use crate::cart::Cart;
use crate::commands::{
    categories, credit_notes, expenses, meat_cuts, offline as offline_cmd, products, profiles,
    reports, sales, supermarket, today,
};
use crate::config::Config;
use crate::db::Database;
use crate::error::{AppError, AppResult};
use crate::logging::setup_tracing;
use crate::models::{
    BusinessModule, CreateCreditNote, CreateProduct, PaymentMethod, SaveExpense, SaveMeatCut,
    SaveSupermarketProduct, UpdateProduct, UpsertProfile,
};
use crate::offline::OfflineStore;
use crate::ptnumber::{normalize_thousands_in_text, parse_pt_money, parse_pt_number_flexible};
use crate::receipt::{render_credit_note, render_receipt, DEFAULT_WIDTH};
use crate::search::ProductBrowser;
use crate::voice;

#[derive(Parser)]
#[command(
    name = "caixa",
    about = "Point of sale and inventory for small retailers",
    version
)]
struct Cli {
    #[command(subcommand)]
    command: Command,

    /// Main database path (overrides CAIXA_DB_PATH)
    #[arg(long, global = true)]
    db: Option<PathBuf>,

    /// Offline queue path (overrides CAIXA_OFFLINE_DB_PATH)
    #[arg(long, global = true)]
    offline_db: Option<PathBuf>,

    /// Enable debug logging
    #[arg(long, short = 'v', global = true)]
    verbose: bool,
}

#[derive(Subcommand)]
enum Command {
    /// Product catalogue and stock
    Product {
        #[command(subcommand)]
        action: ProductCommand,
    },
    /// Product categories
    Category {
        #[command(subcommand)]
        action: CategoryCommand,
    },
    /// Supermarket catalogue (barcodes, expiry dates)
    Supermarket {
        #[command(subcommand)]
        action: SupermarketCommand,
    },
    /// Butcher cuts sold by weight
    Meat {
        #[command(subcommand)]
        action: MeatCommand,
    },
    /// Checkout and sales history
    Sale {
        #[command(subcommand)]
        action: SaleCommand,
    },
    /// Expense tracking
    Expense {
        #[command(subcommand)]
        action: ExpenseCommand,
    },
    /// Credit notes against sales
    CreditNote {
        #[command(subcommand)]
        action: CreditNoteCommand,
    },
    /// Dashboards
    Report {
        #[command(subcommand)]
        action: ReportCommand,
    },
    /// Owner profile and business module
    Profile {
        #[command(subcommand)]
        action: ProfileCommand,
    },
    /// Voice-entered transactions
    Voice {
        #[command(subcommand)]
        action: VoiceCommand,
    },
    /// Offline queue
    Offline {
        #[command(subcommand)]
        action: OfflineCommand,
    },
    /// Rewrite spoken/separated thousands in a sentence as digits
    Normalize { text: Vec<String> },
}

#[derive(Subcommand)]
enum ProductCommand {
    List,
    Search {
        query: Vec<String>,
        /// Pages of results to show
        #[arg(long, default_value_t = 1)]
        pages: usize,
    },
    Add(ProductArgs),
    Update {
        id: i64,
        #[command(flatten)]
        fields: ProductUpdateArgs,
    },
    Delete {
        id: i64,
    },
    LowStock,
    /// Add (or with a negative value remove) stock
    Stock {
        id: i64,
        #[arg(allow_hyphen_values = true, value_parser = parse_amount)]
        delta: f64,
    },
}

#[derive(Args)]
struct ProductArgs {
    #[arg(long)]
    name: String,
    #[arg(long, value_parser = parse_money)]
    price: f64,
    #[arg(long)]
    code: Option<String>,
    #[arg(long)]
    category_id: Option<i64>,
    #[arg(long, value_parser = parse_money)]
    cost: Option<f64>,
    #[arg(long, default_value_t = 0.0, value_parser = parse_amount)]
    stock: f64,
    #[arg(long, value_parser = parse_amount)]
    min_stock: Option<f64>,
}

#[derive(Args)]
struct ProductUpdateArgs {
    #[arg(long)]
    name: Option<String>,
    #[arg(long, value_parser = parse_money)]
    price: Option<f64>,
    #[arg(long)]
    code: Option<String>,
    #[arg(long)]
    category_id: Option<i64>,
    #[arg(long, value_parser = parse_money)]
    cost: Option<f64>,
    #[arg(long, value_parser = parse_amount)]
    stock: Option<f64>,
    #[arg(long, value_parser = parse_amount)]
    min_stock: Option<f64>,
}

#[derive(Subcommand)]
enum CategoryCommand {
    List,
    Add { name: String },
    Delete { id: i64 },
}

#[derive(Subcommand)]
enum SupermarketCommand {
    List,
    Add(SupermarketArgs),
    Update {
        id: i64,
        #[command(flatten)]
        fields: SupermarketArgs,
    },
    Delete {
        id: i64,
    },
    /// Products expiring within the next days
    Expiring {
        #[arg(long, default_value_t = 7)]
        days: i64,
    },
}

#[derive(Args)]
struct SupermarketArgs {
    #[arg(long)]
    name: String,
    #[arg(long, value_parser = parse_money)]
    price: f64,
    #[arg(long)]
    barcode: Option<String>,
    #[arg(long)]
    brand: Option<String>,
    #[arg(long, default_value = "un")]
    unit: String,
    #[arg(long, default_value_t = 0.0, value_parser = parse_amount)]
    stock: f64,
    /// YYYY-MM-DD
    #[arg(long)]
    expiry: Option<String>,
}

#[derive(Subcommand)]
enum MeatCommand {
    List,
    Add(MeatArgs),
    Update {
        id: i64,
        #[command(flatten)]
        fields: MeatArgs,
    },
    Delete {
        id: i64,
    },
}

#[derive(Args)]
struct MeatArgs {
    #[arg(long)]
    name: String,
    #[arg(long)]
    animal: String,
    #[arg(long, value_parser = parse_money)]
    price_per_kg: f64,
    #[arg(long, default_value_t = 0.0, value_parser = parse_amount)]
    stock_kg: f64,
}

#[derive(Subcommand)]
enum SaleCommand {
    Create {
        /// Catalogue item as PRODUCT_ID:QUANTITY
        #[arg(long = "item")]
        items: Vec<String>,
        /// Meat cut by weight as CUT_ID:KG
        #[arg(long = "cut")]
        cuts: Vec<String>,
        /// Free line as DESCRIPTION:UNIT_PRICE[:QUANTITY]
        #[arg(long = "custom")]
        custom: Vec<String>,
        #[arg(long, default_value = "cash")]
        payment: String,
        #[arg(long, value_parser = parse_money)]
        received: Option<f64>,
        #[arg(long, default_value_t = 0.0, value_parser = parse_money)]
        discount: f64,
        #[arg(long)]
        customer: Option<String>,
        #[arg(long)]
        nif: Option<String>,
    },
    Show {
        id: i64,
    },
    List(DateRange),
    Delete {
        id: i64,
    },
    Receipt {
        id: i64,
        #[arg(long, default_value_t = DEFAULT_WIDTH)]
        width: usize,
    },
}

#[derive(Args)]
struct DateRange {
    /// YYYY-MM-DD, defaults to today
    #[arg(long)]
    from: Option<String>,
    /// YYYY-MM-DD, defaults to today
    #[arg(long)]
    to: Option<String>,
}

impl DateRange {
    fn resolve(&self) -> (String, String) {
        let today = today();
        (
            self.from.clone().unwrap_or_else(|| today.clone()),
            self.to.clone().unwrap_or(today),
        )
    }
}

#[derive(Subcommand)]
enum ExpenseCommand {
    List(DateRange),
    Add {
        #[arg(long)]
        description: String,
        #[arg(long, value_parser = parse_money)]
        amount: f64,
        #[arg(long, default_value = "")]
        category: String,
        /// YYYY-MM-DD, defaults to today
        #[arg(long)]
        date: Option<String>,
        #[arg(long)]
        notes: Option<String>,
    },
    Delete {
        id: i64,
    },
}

+++

_Work instructions_: Once you have read the records above, set each one down again exactly.

_The answer_:
use crate::cart::Cart;
use crate::commands::{
    categories, credit_notes, expenses, meat_cuts, offline as offline_cmd, products, profiles,
    reports, sales, supermarket, today,
};
use crate::config::Config;
use crate::db::Database;
use crate::error::{AppError, AppResult};
use crate::logging::setup_tracing;
use crate::models::{
    BusinessModule, CreateCreditNote, CreateProduct, PaymentMethod, SaveExpense, SaveMeatCut,
    SaveSupermarketProduct, UpdateProduct, UpsertProfile,
};
use crate::offline::OfflineStore;
use crate::ptnumber::{normalize_thousands_in_text, parse_pt_money, parse_pt_number_flexible};
use crate::receipt::{render_credit_note, render_receipt, DEFAULT_WIDTH};
use crate::search::ProductBrowser;
use crate::voice;

#[derive(Parser)]
#[command(
    name = "caixa",
    about = "Point of sale and inventory for small retailers",
    version
)]
struct Cli {
    #[command(subcommand)]
    command: Command,

    /// Main database path (overrides CAIXA_DB_PATH)
    #[arg(long, global = true)]
    db: Option<PathBuf>,

    /// Offline queue path (overrides CAIXA_OFFLINE_DB_PATH)
    #[arg(long, global = true)]
    offline_db: Option<PathBuf>,

    /// Enable debug logging
    #[arg(long, short = 'v', global = true)]
    verbose: bool,
}

#[derive(Subcommand)]
enum Command {
    /// Product catalogue and stock
    Product {
        #[command(subcommand)]
        action: ProductCommand,
    },
    /// Product categories
    Category {
        #[command(subcommand)]
        action: CategoryCommand,
    },
    /// Supermarket catalogue (barcodes, expiry dates)
    Supermarket {
        #[command(subcommand)]
        action: SupermarketCommand,
    },
    /// Butcher cuts sold by weight
    Meat {
        #[command(subcommand)]
        action: MeatCommand,
    },
    /// Checkout and sales history
    Sale {
        #[command(subcommand)]
        action: SaleCommand,
    },
    /// Expense tracking
    Expense {
        #[command(subcommand)]
        action: ExpenseCommand,
    },
    /// Credit notes against sales
    CreditNote {
        #[command(subcommand)]
        action: CreditNoteCommand,
    },
    /// Dashboards
    Report {
        #[command(subcommand)]
        action: ReportCommand,
    },
    /// Owner profile and business module
    Profile {
        #[command(subcommand)]
        action: ProfileCommand,
    },
    /// Voice-entered transactions
    Voice {
        #[command(subcommand)]
        action: VoiceCommand,
    },
    /// Offline queue
    Offline {
        #[command(subcommand)]
        action: OfflineCommand,
    },
    /// Rewrite spoken/separated thousands in a sentence as digits
    Normalize { text: Vec<String> },
}

#[derive(Subcommand)]
enum ProductCommand {
    List,
    Search {
        query: Vec<String>,
        /// Pages of results to show
        #[arg(long, default_value_t = 1)]
        pages: usize,
    },
    Add(ProductArgs),
    Update {
        id: i64,
        #[command(flatten)]
        fields: ProductUpdateArgs,
    },
    Delete {
        id: i64,
    },
    LowStock,
    /// Add (or with a negative value remove) stock
    Stock {
        id: i64,
        #[arg(allow_hyphen_values = true, value_parser = parse_amount)]
        delta: f64,
    },
}

#[derive(Args)]
struct ProductArgs {
    #[arg(long)]
    name: String,
    #[arg(long, value_parser = parse_money)]
    price: f64,
    #[arg(long)]
    code: Option<String>,
    #[arg(long)]
    category_id: Option<i64>,
    #[arg(long, value_parser = parse_money)]
    cost: Option<f64>,
    #[arg(long, default_value_t = 0.0, value_parser = parse_amount)]
    stock: f64,
    #[arg(long, value_parser = parse_amount)]
    min_stock: Option<f64>,
}

#[derive(Args)]
struct ProductUpdateArgs {
    #[arg(long)]
    name: Option<String>,
    #[arg(long, value_parser = parse_money)]
    price: Option<f64>,
    #[arg(long)]
    code: Option<String>,
    #[arg(long)]
    category_id: Option<i64>,
    #[arg(long, value_parser = parse_money)]
    cost: Option<f64>,
    #[arg(long, value_parser = parse_amount)]
    stock: Option<f64>,
    #[arg(long, value_parser = parse_amount)]
    min_stock: Option<f64>,
}

#[derive(Subcommand)]
enum CategoryCommand {
    List,
    Add { name: String },
    Delete { id: i64 },
}

#[derive(Subcommand)]
enum SupermarketCommand {
    List,
    Add(SupermarketArgs),
    Update {
        id: i64,
        #[command(flatten)]
        fields: SupermarketArgs,
    },
    Delete {
        id: i64,
    },
    /// Products expiring within the next days
    Expiring {
        #[arg(long, default_value_t = 7)]
        days: i64,
    },
}

#[derive(Args)]
struct SupermarketArgs {
    #[arg(long)]
    name: String,
    #[arg(long, value_parser = parse_money)]
    price: f64,
    #[arg(long)]
    barcode: Option<String>,
    #[arg(long)]
    brand: Option<String>,
    #[arg(long, default_value = "un")]
    unit: String,
    #[arg(long, default_value_t = 0.0, value_parser = parse_amount)]
    stock: f64,
    /// YYYY-MM-DD
    #[arg(long)]
    expiry: Option<String>,
}

#[derive(Subcommand)]
enum MeatCommand {
    List,
    Add(MeatArgs),
    Update {
        id: i64,
        #[command(flatten)]
        fields: MeatArgs,
    },
    Delete {
        id: i64,
    },
}

#[derive(Args)]
struct MeatArgs {
    #[arg(long)]
    name: String,
    #[arg(long)]
    animal: String,
    #[arg(long, value_parser = parse_money)]
    price_per_kg: f64,
    #[arg(long, default_value_t = 0.0, value_parser = parse_amount)]
    stock_kg: f64,
}

#[derive(Subcommand)]
enum SaleCommand {
    Create {
        /// Catalogue item as PRODUCT_ID:QUANTITY
        #[arg(long = "item")]
        items: Vec<String>,
        /// Meat cut by weight as CUT_ID:KG
        #[arg(long = "cut")]
        cuts: Vec<String>,
        /// Free line as DESCRIPTION:UNIT_PRICE[:QUANTITY]
        #[arg(long = "custom")]
        custom: Vec<String>,
        #[arg(long, default_value = "cash")]
        payment: String,
        #[arg(long, value_parser = parse_money)]
        received: Option<f64>,
        #[arg(long, default_value_t = 0.0, value_parser = parse_money)]
        discount: f64,
        #[arg(long)]
        customer: Option<String>,
        #[arg(long)]
        nif: Option<String>,
    },
    Show {
        id: i64,
    },
    List(DateRange),
    Delete {
        id: i64,
    },
    Receipt {
        id: i64,
        #[arg(long, default_value_t = DEFAULT_WIDTH)]
        width: usize,
    },
}

#[derive(Args)]
struct DateRange {
    /// YYYY-MM-DD, defaults to today
    #[arg(long)]
    from: Option<String>,
    /// YYYY-MM-DD, defaults to today
    #[arg(long)]
    to: Option<String>,
}

impl DateRange {
    fn resolve(&self) -> (String, String) {
        let today = today();
        (
            self.from.clone().unwrap_or_else(|| today.clone()),
            self.to.clone().unwrap_or(today),
        )
    }
}

#[derive(Subcommand)]
enum ExpenseCommand {
    List(DateRange),
    Add {
        #[arg(long)]
        description: String,
        #[arg(long, value_parser = parse_money)]
        amount: f64,
        #[arg(long, default_value = "")]
        category: String,
        /// YYYY-MM-DD, defaults to today
        #[arg(long)]
        date: Option<String>,
        #[arg(long)]
        notes: Option<String>,
    },
    Delete {
        id: i64,
    },
}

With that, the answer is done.